Measuring cost-effectiveness, although considered to be a robust measure for evaluating public policies, is in practice difficult, due to multiple complications. First, access to crime data and their reliability varies significantly among countries. Data on crimes and on CCTV cameras are, in principle, available in Poland, although they are not always easy to access. Moreover, although police data are relatively available, their quality is limited. Changes in crime classifications, in database structures, and in data aggregation can impact analyses. In terms of data on camera location and costs, there are significant differences between cities. Second, measurement is difficult due to timing: there is a coincidence between the development of CCTV systems and a general decrease in Poland’s crime levels after 2005. However, there is no evidence of a causal relationship between CCTV and decreased crime rates. Yet this coincidence has effectively been treated as handy proof of CCTV’s measured utility. Third, our analysis provides specific evidence, but it does rely on several assumptions and simplifications. These cannot be easily solved, and the absence of available data can discourage municipalities from efforts to evaluate the cost-effectiveness of CCTV, since the results cannot rely on a unified methodology, and cannot offer clear results.

However, this research shows that, despite the limitations in terms of data availability and quality, calculations can be performed and provide evidence to the cost-effectiveness of CCTV systems. Nevertheless, city-to-city comparisons in terms of cost-effectiveness, although they would be informative, would be difficult to conduct in reality. Due to limitations in terms of data and local conditions, one-city analyses appear to be more feasible.

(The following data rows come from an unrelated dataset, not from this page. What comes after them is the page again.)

use std::env;

use anyhow::{Result, anyhow};
use clap::{Parser, Subcommand};
use console::style;
use dialoguer::{Confirm, Input, Select, theme::ColorfulTheme};

use crate::{
    application::commands::{BulkInsertCommand, LoaderCommand, SmokeTestCommand},
    domain::{sql_dialect::SqlDialectKind, table::TableName},
};

const DEFAULT_DATABASE_URL: &str = "postgresql://root@localhost:26257/defaultdb?sslmode=disable";
const DEFAULT_TABLE: &str = "test_table";
const DEFAULT_TOTAL_ROWS: u64 = 10_000_000;
const DEFAULT_BATCH_SIZE: u64 = 1_000;
const DEFAULT_LABEL_PREFIX: &str = "User_";

#[derive(Debug, Parser)]
#[command(
    name = "crdb-loader",
    version,
    about = "Create a table in CockroachDB and fill it with batched multi-row INSERTs"
)]
struct CliArgs {
    #[arg(
        long,
        global = true,
        env = "DATABASE_URL",
        default_value = DEFAULT_DATABASE_URL,
        help = "Connection string of the target database"
    )]
    database_url: String,
    #[arg(long, short = 't', global = true, default_value = DEFAULT_TABLE)]
    table: String,
    #[arg(
        long,
        short = 'd',
        global = true,
        default_value = "cockroach",
        help = "Target engine: cockroach or postgres"
    )]
    dialect: SqlDialectKind,
    #[command(subcommand)]
    action: CliAction,
}

#[derive(Debug, Subcommand)]
enum CliAction {
    /// Insert generated rows in batches and report throughput
    Load {
        #[arg(long, short = 'n', default_value_t = DEFAULT_TOTAL_ROWS)]
        total_rows: u64,
        #[arg(long, short = 'b', default_value_t = DEFAULT_BATCH_SIZE)]
        batch_size: u64,
        #[arg(long, short = 'p', default_value = DEFAULT_LABEL_PREFIX)]
        label_prefix: String,
        #[arg(long, help = "Compare table row counts before and after the load")]
        verify: bool,
    },
    /// Insert three sample rows and print the table contents
    Smoke,
}

pub fn collect_loader_command() -> Result<LoaderCommand> {
    if env::args_os().len() == 1 {
        return collect_interactive_command();
    }
    collect_command_from_args(CliArgs::parse())
}

fn collect_command_from_args(args: CliArgs) -> Result<LoaderCommand> {
    let database_url = ensure_non_empty_value(args.database_url, "Database URL")?;
    let table = TableName::parse(&args.table)?;
    let dialect_kind = args.dialect;

    match args.action {
        CliAction::Load {
            total_rows,
            batch_size,
            label_prefix,
            verify,
        } => Ok(LoaderCommand::BulkInsert(BulkInsertCommand {
            database_url,
            table,
            dialect_kind,
            total_rows: ensure_positive(total_rows, "--total-rows")?,
            batch_size: ensure_positive(batch_size, "--batch-size")?,
            label_prefix,
            verify_row_count: verify,
        })),
        CliAction::Smoke => Ok(LoaderCommand::SmokeTest(SmokeTestCommand {
            database_url,
            table,
            dialect_kind,
        })),
    }
}

fn collect_interactive_command() -> Result<LoaderCommand> {
    let theme = ColorfulTheme::default();

    println!();
    println!(
        "{}",
        style(" CRDB BULK LOADER ")
            .black()
            .on_cyan()
            .bold()
            .underlined()
    );
    println!("{}", style("Fill a table with batched INSERT statements").dim());
    println!();

    let actions = ["Bulk load generated rows", "Run smoke test"];
    let action_index = Select::with_theme(&theme)
        .with_prompt("Action")
        .default(0)
        .items(&actions)
        .interact()?;

    let database_url: String = Input::with_theme(&theme)
        .with_prompt("Database URL")
        .default(
            env::var("DATABASE_URL").unwrap_or_else(|_| DEFAULT_DATABASE_URL.to_string()),
        )
        .interact_text()?;

    let table_name: String = Input::with_theme(&theme)
        .with_prompt("Target table")
        .default(DEFAULT_TABLE.to_string())
        .validate_with(|value: &String| {
            TableName::parse(value)
                .map(|_| ())
                .map_err(|error| error.to_string())
        })
        .interact_text()?;
    let table = TableName::parse(&table_name)?;

    let selected_dialect_index = Select::with_theme(&theme)
        .with_prompt("SQL dialect")
        .default(0)
        .items(&SqlDialectKind::ALL)
        .interact()?;
    let dialect_kind = SqlDialectKind::ALL[selected_dialect_index];

    if action_index == 1 {
        return Ok(LoaderCommand::SmokeTest(SmokeTestCommand {
            database_url: database_url.trim().to_string(),
            table,
            dialect_kind,
        }));
    }

    let total_rows: u64 = Input::with_theme(&theme)
        .with_prompt("Total rows")
        .default(DEFAULT_TOTAL_ROWS)
        .validate_with(|value: &u64| {
            if *value == 0 {
                Err("Total rows must be greater than 0")
            } else {
                Ok(())
            }
        })
        .interact_text()?;

    let batch_size: u64 = Input::with_theme(&theme)
        .with_prompt("Batch size")
        .default(DEFAULT_BATCH_SIZE)
        .validate_with(|value: &u64| {
            if *value == 0 {
                Err("Batch size must be greater than 0")
            } else {
                Ok(())
            }
        })
        .interact_text()?;

    let label_prefix: String = Input::with_theme(&theme)
        .with_prompt("Row label prefix")
        .default(DEFAULT_LABEL_PREFIX.to_string())
        .interact_text()?;

    let verify_row_count = Confirm::with_theme(&theme)
        .with_prompt("Verify row count after loading?")
        .default(false)
        .interact()?;

    Ok(LoaderCommand::BulkInsert(BulkInsertCommand {
        database_url: database_url.trim().to_string(),
        table,
        dialect_kind,
        total_rows,
        batch_size,
        label_prefix,
        verify_row_count,
    }))
}

fn ensure_positive(value: u64, flag: &str) -> Result<u64> {
    if value == 0 {
        return Err(anyhow!("{flag} must be greater than 0"));
    }
    Ok(value)
}

fn ensure_non_empty_value(value: String, field_name: &str) -> Result<String> {
    if value.trim().is_empty() {
        return Err(anyhow!("{field_name} must not be empty"));
    }
    Ok(value)
}
pub mod row_batch;
pub mod row_values;
pub mod sql_dialect;
pub mod table;
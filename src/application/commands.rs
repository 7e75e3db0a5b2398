use std::time::Duration;

use crate::domain::{sql_dialect::SqlDialectKind, table::TableName};

#[derive(Debug, Clone)]
pub struct BulkInsertCommand {
    pub database_url: String,
    pub table: TableName,
    pub dialect_kind: SqlDialectKind,
    pub total_rows: u64,
    pub batch_size: u64,
    pub label_prefix: String,
    pub verify_row_count: bool,
}

#[derive(Debug, Clone, PartialEq)]
pub struct BulkInsertResult {
    pub inserted_rows: u64,
    pub batch_count: u64,
    pub elapsed: Duration,
    pub row_count_delta: Option<u64>,
}

impl BulkInsertResult {
    pub fn rows_per_second(&self) -> Option<f64> {
        let seconds = self.elapsed.as_secs_f64();
        (seconds > 0.0).then(|| self.inserted_rows as f64 / seconds)
    }
}

#[derive(Debug, Clone)]
pub struct SmokeTestCommand {
    pub database_url: String,
    pub table: TableName,
    pub dialect_kind: SqlDialectKind,
}

#[derive(Debug, Clone, PartialEq, Eq)]
pub struct SmokeTestResult {
    pub rows_read: usize,
}

#[derive(Debug, Clone)]
pub enum LoaderCommand {
    BulkInsert(BulkInsertCommand),
    SmokeTest(SmokeTestCommand),
}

Implications for Further Research

Our research results suggest that CCTV may be profitable in one location and unprofitable in another. Further explorative analysis could focus on detecting land use characteristics and crime categories that correlate with cost-effectiveness. Such analyses would be instrumental in the optimal localization of cameras. It could also be practical from the municipalities’ perspective. This study has limitations in several respects, and further studies could contribute to a more comprehensive approach to evaluating CCTV surveillance monitoring. First, although the three categories of crime considered in our analysis are known for their susceptibility to CCTV surveillance, the cameras’ deterrent effect also applies to other crime categories. Thus, the actual effect, in terms of cost-effectiveness, may prove to be more significant if other categories of crime and social costs and benefits are included in the analysis. Second, the effect of the specific location of the cameras, in areas of higher crime rates, requires attention in future studies, due to the aforementioned street selection issue (see “Selection of Treatment and Comparison Areas,” above). Third, the crime costs applied in this study have been simplified. Thus, more precise data or a combination of different types of data could improve our understanding of CCTV’s preventive effect.